(Beginning of Input data)

//! Launch contract for the polling task.
//!
//! Targets hand [`launch`] their watchdog and a spawner. The watchdog is
//! disabled first so the unbounded loop is never reset, then exactly one task
//! is created from [`TaskSpec::SENSOR_TASK`]. A failed spawn is reported and
//! returned; nothing is retried.

use core::fmt;

use crate::poller::ReportSink;

/// Scheduling priority requested for a task.
#[derive(Copy, Clone, Debug, Eq, PartialEq)]
#[cfg_attr(feature = "defmt", derive(defmt::Format))]
pub enum TaskPriority {
    Low,
    Normal,
    High,
}

/// Static description of a worker task.
#[derive(Copy, Clone, Debug, Eq, PartialEq)]
#[cfg_attr(feature = "defmt", derive(defmt::Format))]
pub struct TaskSpec {
    pub name: &'static str,
    /// Stack reservation in bytes; executors without per-task stacks ignore it.
    pub stack_size: usize,
    pub priority: TaskPriority,
}

impl TaskSpec {
    /// The sensor polling task.
    pub const SENSOR_TASK: Self = Self {
        name: "adcTask",
        stack_size: 5 * 1024,
        priority: TaskPriority::Normal,
    };
}

/// Hardware watchdog that would otherwise reset the long-running loop.
pub trait Watchdog {
    /// Stops the watchdog from resetting the system.
    fn disable(&mut self);
}

/// Watchdog stand-in for targets that never arm one.
#[derive(Copy, Clone, Debug, Default)]
pub struct NoopWatchdog;

impl NoopWatchdog {
    /// Creates a new no-op watchdog.
    #[must_use]
    pub const fn new() -> Self {
        Self
    }
}

impl Watchdog for NoopWatchdog {
    fn disable(&mut self) {}
}

/// Creates the worker task described by a [`TaskSpec`].
pub trait TaskSpawner {
    /// Executor-specific spawn failure.
    type Error: fmt::Debug;

    /// Spawns the task.
    ///
    /// # Errors
    ///
    /// Returns the executor failure when the task cannot be created.
    fn spawn(&mut self, task: &TaskSpec) -> Result<(), Self::Error>;
}

/// Failure to start the polling task.
#[derive(Copy, Clone, Debug, Eq, PartialEq)]
pub enum LaunchError<E> {
    Spawn(E),
}

impl<E: fmt::Debug> fmt::Display for LaunchError<E> {
    fn fmt(&self, f: &mut fmt::Formatter<'_>) -> fmt::Result {
        match self {
            Self::Spawn(err) => write!(f, "failed to create task: {err:?}"),
        }
    }
}

/// Disables the watchdog and spawns [`TaskSpec::SENSOR_TASK`].
///
/// # Errors
///
/// Returns [`LaunchError::Spawn`] after reporting the failure to `sink`.
pub fn launch<W, P, S>(
    watchdog: &mut W,
    spawner: &mut P,
    sink: &mut S,
) -> Result<(), LaunchError<P::Error>>
where
    W: Watchdog + ?Sized,
    P: TaskSpawner + ?Sized,
    S: ReportSink + ?Sized,
{
    let task = TaskSpec::SENSOR_TASK;
    watchdog.disable();
    spawner.spawn(&task).map_err(|err| {
        sink.launch_failed(&task);
        LaunchError::Spawn(err)
    })
}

(End of Input data)

Write out the whole listing again. Match it word for word.

//! Launch contract for the polling task.
//!
//! Targets hand [`launch`] their watchdog and a spawner. The watchdog is
//! disabled first so the unbounded loop is never reset, then exactly one task
//! is created from [`TaskSpec::SENSOR_TASK`]. A failed spawn is reported and
//! returned; nothing is retried.

use core::fmt;

use crate::poller::ReportSink;

/// Scheduling priority requested for a task.
#[derive(Copy, Clone, Debug, Eq, PartialEq)]
#[cfg_attr(feature = "defmt", derive(defmt::Format))]
pub enum TaskPriority {
    Low,
    Normal,
    High,
}

/// Static description of a worker task.
#[derive(Copy, Clone, Debug, Eq, PartialEq)]
#[cfg_attr(feature = "defmt", derive(defmt::Format))]
pub struct TaskSpec {
    pub name: &'static str,
    /// Stack reservation in bytes; executors without per-task stacks ignore it.
    pub stack_size: usize,
    pub priority: TaskPriority,
}

impl TaskSpec {
    /// The sensor polling task.
    pub const SENSOR_TASK: Self = Self {
        name: "adcTask",
        stack_size: 5 * 1024,
        priority: TaskPriority::Normal,
    };
}

/// Hardware watchdog that would otherwise reset the long-running loop.
pub trait Watchdog {
    /// Stops the watchdog from resetting the system.
    fn disable(&mut self);
}

/// Watchdog stand-in for targets that never arm one.
#[derive(Copy, Clone, Debug, Default)]
pub struct NoopWatchdog;

impl NoopWatchdog {
    /// Creates a new no-op watchdog.
    #[must_use]
    pub const fn new() -> Self {
        Self
    }
}

impl Watchdog for NoopWatchdog {
    fn disable(&mut self) {}
}

/// Creates the worker task described by a [`TaskSpec`].
pub trait TaskSpawner {
    /// Executor-specific spawn failure.
    type Error: fmt::Debug;

    /// Spawns the task.
    ///
    /// # Errors
    ///
    /// Returns the executor failure when the task cannot be created.
    fn spawn(&mut self, task: &TaskSpec) -> Result<(), Self::Error>;
}

/// Failure to start the polling task.
#[derive(Copy, Clone, Debug, Eq, PartialEq)]
pub enum LaunchError<E> {
    Spawn(E),
}

impl<E: fmt::Debug> fmt::Display for LaunchError<E> {
    fn fmt(&self, f: &mut fmt::Formatter<'_>) -> fmt::Result {
        match self {
            Self::Spawn(err) => write!(f, "failed to create task: {err:?}"),
        }
    }
}

/// Disables the watchdog and spawns [`TaskSpec::SENSOR_TASK`].
///
/// # Errors
///
/// Returns [`LaunchError::Spawn`] after reporting the failure to `sink`.
pub fn launch<W, P, S>(
    watchdog: &mut W,
    spawner: &mut P,
    sink: &mut S,
) -> Result<(), LaunchError<P::Error>>
where
    W: Watchdog + ?Sized,
    P: TaskSpawner + ?Sized,
    S: ReportSink + ?Sized,
{
    let task = TaskSpec::SENSOR_TASK;
    watchdog.disable();
    spawner.spawn(&task).map_err(|err| {
        sink.launch_failed(&task);
        LaunchError::Spawn(err)
    })
}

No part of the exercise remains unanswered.